Entries from Brown anthropologist’s Pandemic Journaling Project now accessible to researchers

Accessible through a long-term home at Syracuse University, the vast repository co-founded by Brown’s Katherine A. Mason includes nearly 27,000 personal stories, photos and more from people living during the COVID-19 pandemic.

PROVIDENCE, R.I. [Brown University] — For two years, through the Pandemic Journaling Project, more than 1,800 people in 55 countries shared their personal reflections, images and audio recordings in response to the question: How is the COVID-19 pandemic affecting your life right now?

Now, the project’s rich repository of qualitative data, collected between May 2020 and May 2022, has been made available to researchers through a partnership between the Pandemic Journaling Project — co-founded by Brown University Associate Professor of Anthropology Katherine A. Mason and University of Connecticut Associate Professor of Anthropology Sarah S. Willen — and the Qualitative Data Repository at Syracuse University’s Maxwell School of Citizenship and Public Affairs.

Katherine A. Mason
Associate Professor of Anthropology Katherine A. Mason

“From the beginning, we wanted to create an archive of the pandemic, and we wanted to focus on making it as broadly accessible as possible,” Mason said. “We want to share this with other scholars because we can’t possibly analyze all of it ourselves.”

Through the Qualitative Data Repository, the collection of 27,000 online entries is expected to be examined by other anthropologists, as well as researchers in sociology, history and public health, among many other fields.

“There are several large quantitative surveys in the social sciences that are broadly used, but qualitative datasets that are large enough to be analyzed from so many different angles are very, very rare,” said Sebastian Karcher, associate director of the Qualitative Data Repository. “The Pandemic Journaling Project data are going to be a treasure for social scientists for years to come, and we couldn’t be more excited to be the permanent home for them.”

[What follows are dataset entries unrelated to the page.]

//! Memory strategies wrapped around provider session handles.
//!
//! `window` trims history to the most recent N items before each call;
//! `summarize` folds older items into one synthetic summary item once the
//! threshold is crossed, persists the summary, and reports the compaction
//! so the engine can emit a lifecycle frame.

use std::sync::Arc;

use async_trait::async_trait;
use serde_json::{json, Value};
use tokio::sync::mpsc;
use tracing::info;

use maestro_providers::{MemoryStrategyConfig, MemoryStrategyMode, ProviderError, SessionHandle};

/// Reported whenever a summarize compaction replaces history.
#[derive(Debug, Clone)]
pub struct CompactionEvent {
    pub compacted_count: usize,
    pub summary_length_tokens: Option<u64>,
}

/// Persists produced summaries. The session manager wires this to the
/// relational store.
#[async_trait]
pub trait SummarySink: Send + Sync {
    async fn persist(&self, summary_text: &str, summary_length_tokens: Option<u64>);
}

pub struct StrategySession {
    inner: Arc<dyn SessionHandle>,
    config: MemoryStrategyConfig,
    on_summary: Option<Arc<dyn SummarySink>>,
    compaction_tx: Option<mpsc::Sender<CompactionEvent>>,
}

impl StrategySession {
    pub fn new(
        inner: Arc<dyn SessionHandle>,
        config: MemoryStrategyConfig,
        on_summary: Option<Arc<dyn SummarySink>>,
        compaction_tx: Option<mpsc::Sender<CompactionEvent>>,
    ) -> Self {
        Self {
            inner,
            config,
            on_summary,
            compaction_tx,
        }
    }

    /// Fold everything but the trailing window into one summary item.
    async fn compact(&self) -> Result<(), ProviderError> {
        let items = self.inner.get_items(None).await?;
        if items.len() <= self.config.summarize_threshold {
            return Ok(());
        }
        let keep_from = items.len().saturating_sub(self.config.window_items);
        let (older, recent) = items.split_at(keep_from);
        if older.is_empty() {
            return Ok(());
        }

        let summary_text = summarize_items(older);
        let summary_tokens = Some(((summary_text.len() as u64) / 4).max(1));
        let summary_item = json!({
            "role": "system",
            "content": format!("Conversation summary: {summary_text}"),
            "synthetic": true,
        });

        let mut replacement = vec![summary_item];
        replacement.extend_from_slice(recent);
        self.inner.replace_items(replacement).await?;

        if let Some(sink) = &self.on_summary {
            sink.persist(&summary_text, summary_tokens).await;
        }
        if let Some(tx) = &self.compaction_tx {
            let _ = tx
                .send(CompactionEvent {
                    compacted_count: older.len(),
                    summary_length_tokens: summary_tokens,
                })
                .await;
        }
        info!(
            session_id = %self.inner.session_id(),
            compacted = older.len(),
            "memory compaction applied"
        );
        Ok(())
    }
}

#[async_trait]
impl SessionHandle for StrategySession {
    fn session_id(&self) -> &str {
        self.inner.session_id()
    }

    async fn get_items(&self, limit: Option<usize>) -> Result<Vec<Value>, ProviderError> {
        match self.config.mode {
            MemoryStrategyMode::Window => {
                let window = self.config.window_items;
                let effective = match limit {
                    Some(n) => Some(n.min(window)),
                    None => Some(window),
                };
                self.inner.get_items(effective).await
            }
            _ => self.inner.get_items(limit).await,
        }
    }

    async fn add_items(&self, items: Vec<Value>) -> Result<(), ProviderError> {
        self.inner.add_items(items).await?;
        if self.config.mode == MemoryStrategyMode::Summarize {
            self.compact().await?;
        }
        Ok(())
    }

    async fn replace_items(&self, items: Vec<Value>) -> Result<(), ProviderError> {
        self.inner.replace_items(items).await
    }
}

/// Deterministic extractive summary: lead fragments of the compacted turns.
/// A model-backed summarizer can replace this behind `SummarySink`, but the
/// fallback keeps compaction usable without an extra provider call.
fn summarize_items(items: &[Value]) -> String {
    let mut fragments = Vec::new();
    for item in items.iter().take(8) {
        let role = item.get("role").and_then(Value::as_str).unwrap_or("user");
        let content = item.get("content").and_then(Value::as_str).unwrap_or("");
        let lead: String = content.chars().take(60).collect();
        if !lead.is_empty() {
            fragments.push(format!("{role}: {lead}"));
        }
    }
    let mut summary = fragments.join("; ");
    if items.len() > 8 {
        summary.push_str(&format!("; (+{} more turns)", items.len() - 8));
    }
    summary
}

#[cfg(test)]
mod tests {
    use super::*;
    use maestro_providers::session::{InMemorySessionStore, SessionStore};

    fn config(mode: MemoryStrategyMode, window: usize, threshold: usize) -> MemoryStrategyConfig {
        MemoryStrategyConfig {
            mode,
            window_items: window,
            summarize_threshold: threshold,
            summarizer_model: "summarizer-mini".to_string(),
        }
    }

    fn turn(i: usize) -> Value {
        json!({"role": "user", "content": format!("message {i}")})
    }

    #[tokio::test]
    async fn window_mode_trims_reads_only() {
        let store = InMemorySessionStore::new();
        let session = StrategySession::new(
            store.build("s"),
            config(MemoryStrategyMode::Window, 3, 100),
            None,
            None,
        );
        for i in 0..10 {
            session.add_items(vec![turn(i)]).await.unwrap();
        }
        assert_eq!(session.get_items(None).await.unwrap().len(), 3);
        // the underlying store keeps everything
        assert_eq!(store.build("s").get_items(None).await.unwrap().len(), 10);
    }

    #[tokio::test]
    async fn summarize_mode_compacts_past_the_threshold() {
        let store = InMemorySessionStore::new();
        let (tx, mut rx) = mpsc::channel(8);
        let session = StrategySession::new(
            store.build("s"),
            config(MemoryStrategyMode::Summarize, 2, 5),
            None,
            Some(tx),
        );
        for i in 0..6 {
            session.add_items(vec![turn(i)]).await.unwrap();
        }

        let event = rx.recv().await.unwrap();
        assert_eq!(event.compacted_count, 4);

        let items = store.build("s").get_items(None).await.unwrap();
        // one synthetic summary + the trailing window
        assert_eq!(items.len(), 3);
        assert_eq!(items[0]["synthetic"], json!(true));
        assert!(items[0]["content"]
            .as_str()
            .unwrap()
            .starts_with("Conversation summary:"));
    }

    #[tokio::test]
    async fn none_mode_is_a_passthrough() {
        let store = InMemorySessionStore::new();
        let session = StrategySession::new(
            store.build("s"),
            MemoryStrategyConfig::default(),
            None,
            None,
        );
        for i in 0..50 {
            session.add_items(vec![turn(i)]).await.unwrap();
        }
        assert_eq!(session.get_items(None).await.unwrap().len(), 50);
    }
}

For the next five years, the data will be available to researchers who apply for access with the repository, obtain approval from their university’s institutional review board — which review and monitor studies involving human subjects — and secure permission from Mason and Willen. After five years, permission from the founders will no longer be necessary.

“The Qualitative Data Repository was the organization that was best set up to work with us,” Mason said. “We want to see what others can do with it, and we are very committed to data sharing.”

The data will become available to the general public after 25 years, in 2049. The Pandemic Journaling Project researchers said they felt that participants would be more comfortable revealing personal information if they knew it was not going to become immediately publicly available.

“Each journal, and each person’s story, matters on its own terms,” Willen said. “Taken together, this collection of materials offers an extraordinary window into how the pandemic challenged us and changed us, as individuals and as members of broader communities.”

Many of the stories shared, including experiences dealing with death, isolation and long COVID, are deeply moving, Mason noted.

“What stands out to me are those real-time emotions — just people struggling with something really scary and unknown,” Mason said. “But it’s not all doom and gloom. We also saw the resilience of people just soldiering on during this extremely difficult time.”

Already, the data have been used by scholars at Brown, UConn and other universities to explore questions ranging from the impact of the pandemic on different groups’ mental health and students’ experiences during the public health emergency, to the human rights aspects of the project itself, considered a form of “archival activism,” Mason said.

Many Brown students have been involved with the project since its inception in 2020. They have helped catalog audio and visual files, conducted follow-up interviews and assisted with data analysis, among other tasks. Brown’s Population Studies and Training Center, where Mason is an affiliated faculty member, was an early supporter of the Pandemic Journaling Project, providing seed funding in 2020 and subsequent support for personnel and special projects.

Researcher requests to access the data can be submitted directly from the dataset’s page on QDR. A significant subset of more than 2,000 entries is publicly available for searching and browsing through the Pandemic Journaling Project’s featured entries page.